Report back every line of the entries that contains "discriminant", exactly as written.

####

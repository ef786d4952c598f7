//! Lifecycle states of a task.

use std::fmt;

use crate::error::TaskError;

/// The lifecycle discriminant of a task.
///
/// A task starts `Pending` and moves to exactly one of `Resolved` or
/// `Rejected`. The transition happens once and is never reversed.
#[derive(Debug, Clone, Copy, PartialEq, Eq, Hash)]
pub enum Status {
    /// The computation has not produced an outcome yet.
    Pending,
    /// The computation returned a value.
    Resolved,
    /// The computation returned an error or panicked.
    Rejected,
}

impl Status {
    /// Returns `true` for `Resolved` and `Rejected`.
    #[must_use]
    pub const fn is_terminal(self) -> bool {
        !matches!(self, Self::Pending)
    }

    /// The lowercase name used in a task's textual representation.
    #[must_use]
    pub const fn as_str(self) -> &'static str {
        match self {
            Self::Pending => "pending",
            Self::Resolved => "resolved",
            Self::Rejected => "rejected",
        }
    }
}

impl fmt::Display for Status {
    fn fmt(&self, formatter: &mut fmt::Formatter<'_>) -> fmt::Result {
        formatter.write_str(self.as_str())
    }
}

/// A non-blocking snapshot of a task, borrowing its outcome.
///
/// Obtained from [`Task::state`](crate::Task::state). Once a snapshot is
/// `Resolved` or `Rejected`, every later snapshot of the same task is
/// identical.
///
/// # Examples
///
/// ```rust
/// use deferred_task::{Task, TaskState};
///
/// let task = Task::pure(42);
/// assert!(matches!(task.state(), TaskState::Resolved(&42)));
/// ```
#[derive(Debug, PartialEq, Eq)]
pub enum TaskState<'a, T> {
    /// No outcome yet.
    Pending,
    /// The value the task resolved with.
    Resolved(&'a T),
    /// The error the task was rejected with.
    Rejected(&'a TaskError),
}

impl<T> TaskState<'_, T> {
    /// The discriminant of this snapshot.
    #[must_use]
    pub const fn status(&self) -> Status {
        match self {
            Self::Pending => Status::Pending,
            Self::Resolved(_) => Status::Resolved,
            Self::Rejected(_) => Status::Rejected,
        }
    }
}

impl<T> Clone for TaskState<'_, T> {
    fn clone(&self) -> Self {
        *self
    }
}

impl<T> Copy for TaskState<'_, T> {}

####

• Output for this task:
/// The lifecycle discriminant of a task.
    /// The discriminant of this snapshot.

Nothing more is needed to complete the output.